What’s the opportunity?
It’s a given that most people in the UK need a helping hand with their finances beyond the lucky cohort who obtain and can afford fully-fledged financial advice. If you don’t have a lot of money to spare, making financial decisions that will impact your standard of living can feel daunting or even futile, especially given that financial education is generally at a paltry level.
Unfortunately, the current uncertainty in the advice guidance boundary is a considerable constraint on financial-services companies and employers offering meaningful support.

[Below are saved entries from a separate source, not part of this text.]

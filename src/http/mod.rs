//! Host transport seam
//!
//! The session never talks to the network itself. It hands a finished
//! [`RequestDescriptor`] to a [`Transport`], which reports back exactly one
//! [`Completion`]. [`ReqwestTransport`] is the default implementation.

use std::fmt;

use async_trait::async_trait;
use futures_util::StreamExt;
use indexmap::IndexMap;
use log::{debug, warn};
use reqwest::{Client, ClientBuilder};

use crate::config::{Config, Method};
use crate::error::{Result, XhrError};
use crate::header::COOKIE;
use crate::options::{EventCallback, FormData, FormPart, PassThrough};

pub mod auth;
pub mod request;
pub mod response;

use response::{Progress, Response, ResponseBody, ResponseType};

/// Encoded request body
#[derive(Debug, Clone, PartialEq)]
pub enum RequestBody {
    Text(String),
    Multipart(FormData),
}

/// Final request handed to the host transport
#[derive(Clone)]
pub struct RequestDescriptor {
    pub url: String,
    pub method: Method,
    pub headers: IndexMap<String, String>,
    pub body: Option<RequestBody>,
    pub options: PassThrough,
}

impl fmt::Debug for RequestDescriptor {
    fn fmt(&self, f: &mut fmt::Formatter<'_>) -> fmt::Result {
        f.debug_struct("RequestDescriptor")
            .field("url", &self.url)
            .field("method", &self.method)
            .field("headers", &self.headers)
            .field("body", &self.body)
            .field("options", &self.options)
            .finish()
    }
}

/// Outcome of one submission: either the load or the error path fires.
#[derive(Debug, Clone, PartialEq)]
pub enum Completion {
    Load(Response),
    Error(Response),
}

/// The host's send primitive.
#[async_trait]
pub trait Transport: Send + Sync {
    async fn submit(&self, request: RequestDescriptor) -> Completion;
}

/// Host transport backed by a reqwest client
pub struct ReqwestTransport {
    client: Client,
}

impl ReqwestTransport {
    /// Create a new transport with the given configuration
    pub fn new(config: Config) -> Result<Self> {
        let mut builder = ClientBuilder::new()
            .timeout(config.timeout)
            .connect_timeout(config.connect_timeout)
            .redirect(if config.follow_redirects {
                reqwest::redirect::Policy::limited(config.max_redirects as usize)
            } else {
                reqwest::redirect::Policy::none()
            });

        if let Some(proxy_config) = &config.proxy {
            let proxy = reqwest::Proxy::all(&proxy_config.url)
                .map_err(|e| XhrError::Config(format!("Invalid proxy: {}", e)))?;

            let proxy = if let (Some(username), Some(password)) =
                (&proxy_config.username, &proxy_config.password)
            {
                proxy.basic_auth(username, password)
            } else {
                proxy
            };

            builder = builder.proxy(proxy);
        }

        if !config.verify_certs {
            builder = builder.danger_accept_invalid_certs(true);
        }

        if let Some(user_agent) = &config.user_agent {
            builder = builder.user_agent(user_agent);
        }

        let client = builder.build().map_err(XhrError::Http)?;

        Ok(Self { client })
    }

    fn prepare(&self, request: &RequestDescriptor) -> reqwest::RequestBuilder {
        let method = match request.method {
            Method::Get => reqwest::Method::GET,
            Method::Post => reqwest::Method::POST,
        };
        let options = &request.options;

        let mut builder = self.client.request(method, &request.url);

        for (name, value) in &request.headers {
            if options.anonymous && name == COOKIE {
                continue;
            }
            builder = builder.header(name, value);
        }

        if options.nocache {
            builder = builder.header("cache-control", "no-cache");
        } else if options.revalidate {
            builder = builder.header("cache-control", "max-age=0");
        }

        if let Some(timeout) = options.timeout {
            builder = builder.timeout(timeout);
        }

        if let Some(user) = &options.user {
            builder = builder.basic_auth(user, options.password.as_ref());
        }

        match &request.body {
            Some(RequestBody::Text(text)) if options.binary => {
                builder = builder.body(text.clone().into_bytes())
            }
            Some(RequestBody::Text(text)) => builder = builder.body(text.clone()),
            Some(RequestBody::Multipart(form)) => builder = builder.multipart(multipart(form)),
            None => {}
        }

        builder
    }

    async fn read(&self, request: &RequestDescriptor, response: reqwest::Response) -> Result<Response> {
        let options = &request.options;
        let status = response.status();
        let final_url = response.url().to_string();
        let response_headers = response
            .headers()
            .iter()
            .map(|(name, value)| {
                format!("{}: {}", name, String::from_utf8_lossy(value.as_bytes()))
            })
            .collect::<Vec<_>>()
            .join("\r\n");

        let total = response.content_length();
        let mut bytes = Vec::new();
        let mut stream = response.bytes_stream();
        while let Some(chunk) = stream.next().await {
            let chunk = chunk?;
            bytes.extend_from_slice(&chunk);
            if let Some(on_progress) = &options.on_progress {
                on_progress(&Progress {
                    loaded: bytes.len() as u64,
                    total,
                });
            }
        }

        let parsed = match options.response_type {
            Some(ResponseType::Json) => match serde_json::from_slice(&bytes) {
                Ok(value) => Some(ResponseBody::Json(value)),
                Err(e) => {
                    warn!("response from {} is not valid JSON: {}", final_url, e);
                    None
                }
            },
            Some(ResponseType::ArrayBuffer) | Some(ResponseType::Blob) => {
                Some(ResponseBody::Bytes(bytes.clone()))
            }
            None => None,
        };

        Ok(Response {
            status: status.as_u16(),
            status_text: status.canonical_reason().unwrap_or_default().to_string(),
            final_url,
            response_headers,
            response_text: Some(String::from_utf8_lossy(&bytes).into_owned()),
            response: parsed,
            context: options.context.clone(),
            error: None,
        })
    }

    fn failure(request: &RequestDescriptor, err: &reqwest::Error) -> Response {
        if err.is_timeout() {
            if let Some(on_timeout) = &request.options.on_timeout {
                on_timeout();
            }
        }
        Response {
            final_url: request.url.clone(),
            context: request.options.context.clone(),
            error: Some(err.to_string()),
            ..Response::default()
        }
    }
}

/// Calls `on_abort` if a submission is dropped before it settles.
struct AbortGuard(Option<EventCallback>);

impl AbortGuard {
    fn disarm(&mut self) {
        self.0 = None;
    }
}

impl Drop for AbortGuard {
    fn drop(&mut self) {
        if let Some(on_abort) = self.0.take() {
            debug!("request dropped before completion");
            on_abort();
        }
    }
}

#[async_trait]
impl Transport for ReqwestTransport {
    async fn submit(&self, request: RequestDescriptor) -> Completion {
        debug!("> {} {}", request.method, request.url);
        let mut abort = AbortGuard(request.options.on_abort.clone());
        let sent = self.prepare(&request).send().await;
        let result = match sent {
            Ok(response) => self.read(&request, response).await,
            Err(e) => Err(XhrError::Http(e)),
        };
        abort.disarm();

        match result {
            Ok(response) => {
                debug!("< {} {}", response.status, response.status_text);
                if let Some(on_readystatechange) = &request.options.on_readystatechange {
                    on_readystatechange(&response);
                }
                Completion::Load(response)
            }
            Err(XhrError::Http(e)) => {
                warn!("request to {} failed: {}", request.url, e);
                Completion::Error(Self::failure(&request, &e))
            }
            Err(e) => Completion::Error(Response {
                final_url: request.url.clone(),
                error: Some(e.to_string()),
                ..Response::default()
            }),
        }
    }
}

fn multipart(form: &FormData) -> reqwest::multipart::Form {
    form.parts
        .iter()
        .fold(reqwest::multipart::Form::new(), |multipart, (name, part)| match part {
            FormPart::Text(value) => multipart.text(name.clone(), value.clone()),
            FormPart::File {
                file_name,
                mime,
                bytes,
            } => {
                let mut file = reqwest::multipart::Part::bytes(bytes.clone()).file_name(file_name.clone());
                if let Some(mime) = mime {
                    match file.mime_str(mime) {
                        Ok(typed) => file = typed,
                        Err(e) => {
                            warn!("ignoring invalid mime type '{}': {}", mime, e);
                            file = reqwest::multipart::Part::bytes(bytes.clone())
                                .file_name(file_name.clone());
                        }
                    }
                }
                multipart.part(name.clone(), file)
            }
        })
}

The FCA is seeking to address this issue though, setting out proposals late last year that wrestle with three solution areas:
- Providing more clarity to financial firms to empower them to support consumers without actually drifting into regulated financial advice;
- Devising a new approach that will allow firms to tailor their support to groups of people with similar needs and circumstances (e.g. “People like you do this.”) – aka ‘targeted support’;
- Creating a new form of simplified advice regime that eases the way for organisations to provide affordable personal recommendations to consumers.

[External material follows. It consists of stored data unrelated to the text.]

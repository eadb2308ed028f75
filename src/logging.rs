//! Logging initialization utilities.

use env_logger::Env;

/// Initialize logging, falling back to `level` when `RUST_LOG` is unset.
pub fn init_with_default(level: &str) {
    let env = Env::default().default_filter_or(level);
    let _ = env_logger::Builder::from_env(env).try_init();
}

It’s worth noting that, although ongoing work on the advice guidance boundary review is included in the FCA’s 2024 business plan, these proposals are still at the discussion-paper stage. A timetable has not yet been announced to move from discussion to policy and implementation.
A major obstacle to any improvement is that there simply aren’t enough qualified advisers and planners to go around
A major obstacle to any improvement is that there simply aren’t enough qualified advisers and planners to go around. There’s also the issue of operating a profitable advice business when servicing clients with lower investible assets.
Simply put, that’s the opportunity: AI can help solve both these challenges and better support the FCA’s aims of improving consumers’ financial resilience and long-term wealth.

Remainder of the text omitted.